Countershading tends to have blurred edges, whereas a true dorsal stripe will look like it was drawn on with a large marker.


----------



## hisangelonly (Oct 29, 2011)

oh okay so kind of like a side effect? just happens in some horses?


----------



## Faceman (Nov 29, 2007)

hisangelonly said:


> oh okay so kind of like a side effect? just happens in some horses?


Sort of. More like a vestigial coloring than anything else. Most animals are darker from above and lighter from below, or evolved from animals that were. The source of that pattern is from simple natural selection which favored sea creatures/animals being camoflaged by the sky when seen from below and land creatures/animals being camoflaged by the ground when seen from above...


----------



## Idlepastures (Sep 5, 2011)

Dorsal stripe or counter shading?


----------



## BlackCricket (Oct 20, 2011)

here are two pics of the buckskin I was talking about with the dark counter shading. Took this at our local parade we have, I'm in charge of lining up the horses. The group is SOLA (Southern Ohio Ladies Aside). 
http://i84.photobucket.com/albums/k8/Ponybeads/hossmarkings/P1030663.jpg
http://i84.photobucket.com/albums/k8/Ponybeads/hossmarkings/P1030612.jpg


----------



## BlackCricket (Oct 20, 2011)

Idlepastures--do you have a pic of that without so much sunglare? I'm inclined to think dun just by looking at the base of the tail, but so much of it's washed out there I can't really see.


----------



## Idlepastures (Sep 5, 2011)

Here is the only other pictures I could find. (Don't have as many pictures of him, he's husbands horse.)









__
Sensitive content, not recommended for those under 18
Show Content


----------



## NdAppy (Apr 8, 2009)

Dun/Dorsal stripe. Not countershading on you husband's horse Idle.


----------



## Idlepastures (Sep 5, 2011)

Counter shading is a very interesting thing. I hadn't heard of it till now.


----------



## BlackCricket (Oct 20, 2011)

agreed...i see more of what I thought i was seeing in the first photo.


----------



## Idlepastures (Sep 5, 2011)

So, in order to be papered buckskin assoc, does counter shading count on the dun stripe? (hope that makes sense.)


----------



## HarleyWood (Oct 14, 2011)

my QH has one, hes a bay.


----------



## Poseidon (Oct 1, 2010)

Idlepastures said:


> So, in order to be papered buckskin assoc, does counter shading count on the dun stripe? (hope that makes sense.)

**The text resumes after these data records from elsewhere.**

use cellwars::ProtocolError;

#[derive(Debug)]
/// Error type for reading or writing one length-prefixed frame.
pub enum FrameError {
    Io(std::io::Error),
    /// The stream ended in the middle of a frame.
    Truncated {
        expected: usize,
        received: usize,
    },
    TooLarge {
        len: usize,
    },
    Encode(serde_json::Error),
    Protocol(ProtocolError),
}

impl std::error::Error for FrameError {
    fn source(&self) -> Option<&(dyn std::error::Error + 'static)> {
        match self {
            FrameError::Io(err) => Some(err),
            FrameError::Encode(err) => Some(err),
            FrameError::Protocol(err) => Some(err),
            _ => None,
        }
    }
}

impl std::fmt::Display for FrameError {
    fn fmt(&self, f: &mut std::fmt::Formatter<'_>) -> std::fmt::Result {
        match self {
            FrameError::Io(_) => write!(f, "I/O error on the peer connection"),
            FrameError::Truncated { expected, received } => write!(
                f,
                "Connection closed after {} of {} bytes of a frame",
                received, expected
            ),
            FrameError::TooLarge { len } => {
                write!(f, "Frame of {} bytes exceeds the size limit", len)
            }
            FrameError::Encode(_) => write!(f, "Could not serialize message"),
            FrameError::Protocol(_) => write!(f, "Received an invalid message"),
        }
    }
}

impl From<std::io::Error> for FrameError {
    fn from(err: std::io::Error) -> Self {
        FrameError::Io(err)
    }
}

impl From<ProtocolError> for FrameError {
    fn from(err: ProtocolError) -> Self {
        FrameError::Protocol(err)
    }
}
use std::net::{Shutdown, TcpStream};
use std::sync::atomic::{AtomicBool, Ordering};
use std::sync::Arc;
use std::thread::{self, JoinHandle};

use cellwars::WireMessage;
use crossbeam_channel::{unbounded, Receiver, Sender};
use tracing::{debug, info, trace, warn};

use crate::{read_frame, write_frame, FrameError};

/// A framed message stream over one TCP connection.
///
/// A background thread reads frames and queues decoded messages, so that
/// [`Self::poll_next_message()`] never blocks. Sends happen on the caller's
/// thread.
pub struct MessageChannel {
    // Write half. The receive thread owns a clone of the same socket.
    stream: TcpStream,
    inbound: Receiver<WireMessage>,
    connected: Arc<AtomicBool>,
    receive_thread: Option<JoinHandle<()>>,
}

enum Received {
    Message(WireMessage),
    Skipped,
    Closed,
}

impl MessageChannel {
    pub fn new(stream: TcpStream) -> std::io::Result<Self> {
        let reader = stream.try_clone()?;
        let (sender, inbound) = unbounded();
        let connected = Arc::new(AtomicBool::new(true));
        let thread_connected = Arc::clone(&connected);
        let receive_thread = thread::Builder::new()
            .name(String::from("cellwars-receive"))
            .spawn(move || receive_loop(reader, sender, thread_connected))?;
        Ok(Self {
            stream,
            inbound,
            connected,
            receive_thread: Some(receive_thread),
        })
    }

    /// Returns false if the channel is closed or the write failed. A failed
    /// write closes the channel.
    pub fn send(&mut self, message: &WireMessage) -> bool {
        if !self.is_connected() {
            debug!("Not sending, channel is closed");
            return false;
        }
        match write_frame(&mut self.stream, message) {
            Ok(()) => {
                trace!(?message, "Sent message");
                true
            }
            Err(err) => {
                warn!(%err, "Sending to peer failed");
                self.disconnect();
                false
            }
        }
    }

    /// Messages that arrived before the channel closed can still be taken.
    pub fn poll_next_message(&mut self) -> Option<WireMessage> {
        self.inbound.try_recv().ok()
    }

    pub fn is_connected(&self) -> bool {
        self.connected.load(Ordering::SeqCst)
    }

    pub fn disconnect(&mut self) {
        if self.connected.swap(false, Ordering::SeqCst) {
            info!("Closing connection to peer");
        }
        // Fails if the socket is already shut down, which is fine.
        let _ = self.stream.shutdown(Shutdown::Both);
        if let Some(handle) = self.receive_thread.take() {
            if handle.join().is_err() {
                warn!("Receive thread panicked");
            }
        }
    }
}

impl Drop for MessageChannel {
    fn drop(&mut self) {
        self.disconnect();
    }
}

fn receive_next(reader: &mut TcpStream) -> Result<Received, FrameError> {
    let Some(payload) = read_frame(reader)? else {
        return Ok(Received::Closed);
    };
    Ok(match WireMessage::decode(&payload)? {
        Some(message) => Received::Message(message),
        None => Received::Skipped,
    })
}

fn receive_loop(mut reader: TcpStream, sender: Sender<WireMessage>, connected: Arc<AtomicBool>) {
    loop {
        match receive_next(&mut reader) {
            Ok(Received::Message(message)) => {
                trace!(?message, "Received message");
                if sender.send(message).is_err() {
                    break;
                }
            }
            Ok(Received::Skipped) => {}
            Ok(Received::Closed) => {
                if connected.load(Ordering::SeqCst) {
                    info!("Peer closed the connection");
                }
                break;
            }
            Err(err) => {
                if connected.load(Ordering::SeqCst) {
                    let mut err_dyn = &err as &dyn std::error::Error;
                    while let Some(src_err) = err_dyn.source() {
                        warn!("{}", err_dyn);
                        err_dyn = src_err;
                    }
                    warn!("{}", err_dyn);
                }
                break;
            }
        }
    }
    connected.store(false, Ordering::SeqCst);
    let _ = reader.shutdown(Shutdown::Both);
}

If the horse doesn't have any other dun markings (like leg barring or shoulder barring), then it would just be a buckskin with a dorsal stripe caused by countershading. In order to be a dun, it must have other markings too. Is that what you're asking?


----------



## CessBee (Dec 6, 2008)

My chestnut tb mare has counter-shading I believe haha


----------



## Idlepastures (Sep 5, 2011)

Poseidon said:


> If the horse doesn't have any other dun markings (like leg barring or shoulder barring), then it would just be a buckskin with a dorsal stripe caused by countershading. In order to be a dun, it must have other markings too. Is that what you're asking?


Sort of. That part I know. But in order to be registered in the color association, does counter shading count? Like if your dun has the prim markings, but the dorsal stripe is counter shading, does it count? Does that even happen?


----------



## Poseidon (Oct 1, 2010)

Idlepastures said:


> Sort of. That part I know. But in order to be registered in the color association, does counter shading count? Like if your dun has the prim markings, but the dorsal stripe is counter shading, does it count? Does that even happen?


A dun will always have a dorsal stripe, not countershading. That registry is for duns and buckskins, so buckskin is the only one of the acceptable colors that may or may not have a dorsal stripe (though if it were just a buckskin, not a dunskin, it would only be countershading). 

Sorry. This is weird for me to try to put into words. It makes sense in my head.


----------



## Idlepastures (Sep 5, 2011)

Poseidon said:


> A dun will always have a dorsal stripe, not countershading. That registry is for duns and buckskins, so buckskin is the only one of the acceptable colors that may or may not have a dorsal stripe (though if it were just a buckskin, not a dunskin, it would only be countershading).
> 
> Sorry. This is weird for me to try to put into words. It makes sense in my head.



Ok, that is what I was wondering. One of those 'they will always haves' deal. So, if a dun has a dorsal stripe, but no other prim markings, is it automatically a buckskin? If a buckskin has a dorsal stripe, is it considered a dunskin?


----------



## Poseidon (Oct 1, 2010)

Dun is a gene that puts primitive markings on a horse and dilutes the original color. If a horse has the dun gene, it will have all of the primitive markings, it doesn't pick and choose. Dun can also affect any color. 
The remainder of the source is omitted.